_DATA FOR PROCESSING_:
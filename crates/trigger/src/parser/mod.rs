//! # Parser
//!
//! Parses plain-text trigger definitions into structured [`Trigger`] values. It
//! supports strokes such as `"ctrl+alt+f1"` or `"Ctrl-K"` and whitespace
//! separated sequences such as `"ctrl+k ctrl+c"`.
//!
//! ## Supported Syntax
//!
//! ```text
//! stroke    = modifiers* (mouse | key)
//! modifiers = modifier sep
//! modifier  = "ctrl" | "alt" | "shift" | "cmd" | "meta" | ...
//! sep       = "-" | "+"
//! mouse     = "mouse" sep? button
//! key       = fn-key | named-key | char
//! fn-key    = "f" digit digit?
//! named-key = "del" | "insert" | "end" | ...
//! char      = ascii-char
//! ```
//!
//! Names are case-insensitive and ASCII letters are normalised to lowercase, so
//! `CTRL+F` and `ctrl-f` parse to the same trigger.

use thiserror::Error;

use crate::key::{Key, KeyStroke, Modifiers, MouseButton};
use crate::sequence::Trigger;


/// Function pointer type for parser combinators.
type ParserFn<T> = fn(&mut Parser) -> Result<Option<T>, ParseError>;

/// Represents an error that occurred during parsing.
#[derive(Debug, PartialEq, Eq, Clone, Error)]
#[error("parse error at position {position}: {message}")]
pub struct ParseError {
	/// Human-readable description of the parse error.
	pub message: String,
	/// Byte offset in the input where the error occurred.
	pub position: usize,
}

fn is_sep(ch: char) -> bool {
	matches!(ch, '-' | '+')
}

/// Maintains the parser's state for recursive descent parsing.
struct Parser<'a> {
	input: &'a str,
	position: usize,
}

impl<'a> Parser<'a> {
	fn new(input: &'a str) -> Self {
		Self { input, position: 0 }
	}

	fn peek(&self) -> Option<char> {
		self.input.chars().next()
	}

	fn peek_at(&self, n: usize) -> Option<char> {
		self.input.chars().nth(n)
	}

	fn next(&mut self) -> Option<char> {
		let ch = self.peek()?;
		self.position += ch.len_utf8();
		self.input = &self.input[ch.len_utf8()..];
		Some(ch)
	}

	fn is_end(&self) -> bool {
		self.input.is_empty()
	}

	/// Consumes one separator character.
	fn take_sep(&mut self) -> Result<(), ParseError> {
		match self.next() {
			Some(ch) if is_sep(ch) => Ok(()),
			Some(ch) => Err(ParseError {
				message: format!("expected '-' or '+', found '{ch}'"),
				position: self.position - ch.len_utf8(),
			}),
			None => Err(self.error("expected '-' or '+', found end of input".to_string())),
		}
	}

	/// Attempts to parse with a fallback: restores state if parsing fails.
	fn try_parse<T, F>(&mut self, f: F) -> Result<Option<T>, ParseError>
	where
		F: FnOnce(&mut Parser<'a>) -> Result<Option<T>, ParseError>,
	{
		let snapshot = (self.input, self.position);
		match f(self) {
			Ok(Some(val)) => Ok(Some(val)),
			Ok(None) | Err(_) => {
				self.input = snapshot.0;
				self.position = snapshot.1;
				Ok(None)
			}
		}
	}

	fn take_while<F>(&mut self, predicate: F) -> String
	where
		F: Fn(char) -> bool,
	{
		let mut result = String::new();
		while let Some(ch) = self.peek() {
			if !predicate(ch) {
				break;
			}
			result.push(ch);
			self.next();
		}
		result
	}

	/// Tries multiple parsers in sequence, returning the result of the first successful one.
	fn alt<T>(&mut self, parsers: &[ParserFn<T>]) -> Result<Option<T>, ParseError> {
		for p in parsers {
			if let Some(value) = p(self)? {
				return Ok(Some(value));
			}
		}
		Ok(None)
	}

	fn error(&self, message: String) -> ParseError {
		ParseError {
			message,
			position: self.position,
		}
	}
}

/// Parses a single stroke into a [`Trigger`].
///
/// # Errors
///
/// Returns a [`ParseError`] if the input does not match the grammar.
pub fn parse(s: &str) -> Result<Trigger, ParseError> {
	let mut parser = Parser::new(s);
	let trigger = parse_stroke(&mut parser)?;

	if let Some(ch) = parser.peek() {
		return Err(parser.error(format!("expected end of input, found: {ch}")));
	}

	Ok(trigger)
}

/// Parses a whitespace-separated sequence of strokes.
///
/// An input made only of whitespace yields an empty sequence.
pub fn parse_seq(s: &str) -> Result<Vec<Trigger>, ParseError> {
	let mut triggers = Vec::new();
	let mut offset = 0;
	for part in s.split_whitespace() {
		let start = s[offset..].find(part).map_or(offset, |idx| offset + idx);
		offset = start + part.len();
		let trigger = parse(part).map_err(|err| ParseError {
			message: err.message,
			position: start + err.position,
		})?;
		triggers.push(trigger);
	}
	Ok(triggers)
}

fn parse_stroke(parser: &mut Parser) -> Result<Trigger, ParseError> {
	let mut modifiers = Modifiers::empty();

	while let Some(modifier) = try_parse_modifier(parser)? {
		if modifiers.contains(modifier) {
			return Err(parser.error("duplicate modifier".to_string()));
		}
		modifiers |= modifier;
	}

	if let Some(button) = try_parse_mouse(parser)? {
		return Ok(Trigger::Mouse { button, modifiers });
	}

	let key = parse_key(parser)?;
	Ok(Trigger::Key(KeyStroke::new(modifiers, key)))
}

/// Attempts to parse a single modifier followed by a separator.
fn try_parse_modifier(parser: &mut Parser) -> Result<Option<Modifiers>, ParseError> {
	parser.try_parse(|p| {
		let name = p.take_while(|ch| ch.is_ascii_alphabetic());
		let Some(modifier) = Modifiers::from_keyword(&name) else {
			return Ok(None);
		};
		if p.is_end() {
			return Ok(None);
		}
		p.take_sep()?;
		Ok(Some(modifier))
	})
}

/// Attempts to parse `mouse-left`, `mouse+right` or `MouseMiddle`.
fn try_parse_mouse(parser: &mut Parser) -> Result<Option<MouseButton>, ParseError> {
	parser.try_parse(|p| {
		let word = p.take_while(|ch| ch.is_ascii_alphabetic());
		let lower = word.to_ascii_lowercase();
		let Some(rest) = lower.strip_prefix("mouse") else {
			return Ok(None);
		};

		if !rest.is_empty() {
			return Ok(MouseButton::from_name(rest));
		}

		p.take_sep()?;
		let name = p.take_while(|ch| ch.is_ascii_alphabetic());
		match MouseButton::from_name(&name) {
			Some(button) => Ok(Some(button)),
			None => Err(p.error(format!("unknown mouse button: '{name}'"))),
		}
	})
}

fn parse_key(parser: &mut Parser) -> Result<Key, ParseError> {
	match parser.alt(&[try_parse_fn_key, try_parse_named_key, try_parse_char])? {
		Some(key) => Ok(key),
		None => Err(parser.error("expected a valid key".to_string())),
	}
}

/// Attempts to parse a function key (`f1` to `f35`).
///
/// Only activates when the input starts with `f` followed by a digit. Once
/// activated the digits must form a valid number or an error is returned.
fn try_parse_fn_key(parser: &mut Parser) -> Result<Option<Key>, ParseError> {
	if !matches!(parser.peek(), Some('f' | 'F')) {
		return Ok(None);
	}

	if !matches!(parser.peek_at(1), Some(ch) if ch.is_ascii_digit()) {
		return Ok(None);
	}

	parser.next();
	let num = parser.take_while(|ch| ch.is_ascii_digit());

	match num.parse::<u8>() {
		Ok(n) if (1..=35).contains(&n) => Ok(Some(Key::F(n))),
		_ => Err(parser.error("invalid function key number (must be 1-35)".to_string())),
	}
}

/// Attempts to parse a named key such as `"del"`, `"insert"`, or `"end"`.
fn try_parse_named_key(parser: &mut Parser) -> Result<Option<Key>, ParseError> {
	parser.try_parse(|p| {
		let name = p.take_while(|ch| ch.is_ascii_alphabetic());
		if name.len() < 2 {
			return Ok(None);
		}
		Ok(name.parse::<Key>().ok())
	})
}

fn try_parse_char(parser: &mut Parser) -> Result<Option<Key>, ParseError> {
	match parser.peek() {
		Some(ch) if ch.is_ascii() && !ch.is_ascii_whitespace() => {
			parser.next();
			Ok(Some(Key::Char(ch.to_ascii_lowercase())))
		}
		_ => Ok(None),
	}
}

_WHAT IS REQUIRED_: Could you report all lines of the listing that hold "must"?

_RESPONSE AREA_:
/// activated the digits must form a valid number or an error is returned.
		_ => Err(parser.error("invalid function key number (must be 1-35)".to_string())),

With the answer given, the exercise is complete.